## WHAT YOU SHOULD DO
Search the entries below for "status" and copy each matching line.

## GIVEN ENTRIES
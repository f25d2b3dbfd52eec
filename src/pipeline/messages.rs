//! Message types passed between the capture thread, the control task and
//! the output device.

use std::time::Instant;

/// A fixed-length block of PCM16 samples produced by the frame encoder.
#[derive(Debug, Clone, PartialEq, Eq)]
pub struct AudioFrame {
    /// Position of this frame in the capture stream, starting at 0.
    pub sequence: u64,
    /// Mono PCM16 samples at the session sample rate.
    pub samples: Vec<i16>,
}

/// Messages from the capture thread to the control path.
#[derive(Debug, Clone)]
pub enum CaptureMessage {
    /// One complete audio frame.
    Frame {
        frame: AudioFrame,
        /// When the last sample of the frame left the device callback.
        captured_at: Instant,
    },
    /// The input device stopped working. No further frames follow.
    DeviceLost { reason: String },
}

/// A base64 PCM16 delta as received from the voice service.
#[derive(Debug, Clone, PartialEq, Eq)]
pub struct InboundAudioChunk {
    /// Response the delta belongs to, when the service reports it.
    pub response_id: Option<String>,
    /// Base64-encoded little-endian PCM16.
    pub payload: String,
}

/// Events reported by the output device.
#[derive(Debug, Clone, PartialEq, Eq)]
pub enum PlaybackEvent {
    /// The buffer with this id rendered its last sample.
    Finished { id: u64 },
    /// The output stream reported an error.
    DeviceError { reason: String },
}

...

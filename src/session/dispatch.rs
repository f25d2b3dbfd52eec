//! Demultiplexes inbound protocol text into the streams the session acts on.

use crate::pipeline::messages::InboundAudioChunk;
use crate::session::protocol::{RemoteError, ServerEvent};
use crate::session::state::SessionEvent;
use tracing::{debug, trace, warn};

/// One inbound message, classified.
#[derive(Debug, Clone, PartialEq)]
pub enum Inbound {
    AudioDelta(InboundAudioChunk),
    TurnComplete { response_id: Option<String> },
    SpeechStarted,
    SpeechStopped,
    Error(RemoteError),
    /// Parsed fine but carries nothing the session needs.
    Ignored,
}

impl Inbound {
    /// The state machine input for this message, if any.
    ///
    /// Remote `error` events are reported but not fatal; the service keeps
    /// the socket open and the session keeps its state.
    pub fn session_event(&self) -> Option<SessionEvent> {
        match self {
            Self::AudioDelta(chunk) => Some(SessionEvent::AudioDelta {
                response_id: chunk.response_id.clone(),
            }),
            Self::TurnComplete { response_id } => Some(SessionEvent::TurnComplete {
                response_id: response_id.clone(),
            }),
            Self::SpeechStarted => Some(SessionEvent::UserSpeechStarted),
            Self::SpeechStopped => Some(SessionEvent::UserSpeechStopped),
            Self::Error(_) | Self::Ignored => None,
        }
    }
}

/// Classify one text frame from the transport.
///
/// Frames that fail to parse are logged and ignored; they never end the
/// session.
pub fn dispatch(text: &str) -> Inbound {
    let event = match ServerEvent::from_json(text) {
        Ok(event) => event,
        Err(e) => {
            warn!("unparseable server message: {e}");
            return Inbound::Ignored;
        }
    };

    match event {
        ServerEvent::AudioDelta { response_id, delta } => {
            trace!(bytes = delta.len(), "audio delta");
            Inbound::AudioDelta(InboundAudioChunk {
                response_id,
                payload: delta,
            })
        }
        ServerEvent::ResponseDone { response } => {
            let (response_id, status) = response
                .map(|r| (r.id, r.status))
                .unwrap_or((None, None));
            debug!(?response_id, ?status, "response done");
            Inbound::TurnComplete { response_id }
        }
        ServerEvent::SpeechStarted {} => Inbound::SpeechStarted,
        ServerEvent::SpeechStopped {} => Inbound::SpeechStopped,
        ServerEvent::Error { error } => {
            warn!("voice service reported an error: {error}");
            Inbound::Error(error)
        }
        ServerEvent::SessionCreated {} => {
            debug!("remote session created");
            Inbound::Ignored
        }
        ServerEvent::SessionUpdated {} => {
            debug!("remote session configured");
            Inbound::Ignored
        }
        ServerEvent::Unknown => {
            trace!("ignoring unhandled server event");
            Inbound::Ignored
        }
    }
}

## WRITTEN SOLUTION
            let (response_id, status) = response
                .map(|r| (r.id, r.status))
            debug!(?response_id, ?status, "response done");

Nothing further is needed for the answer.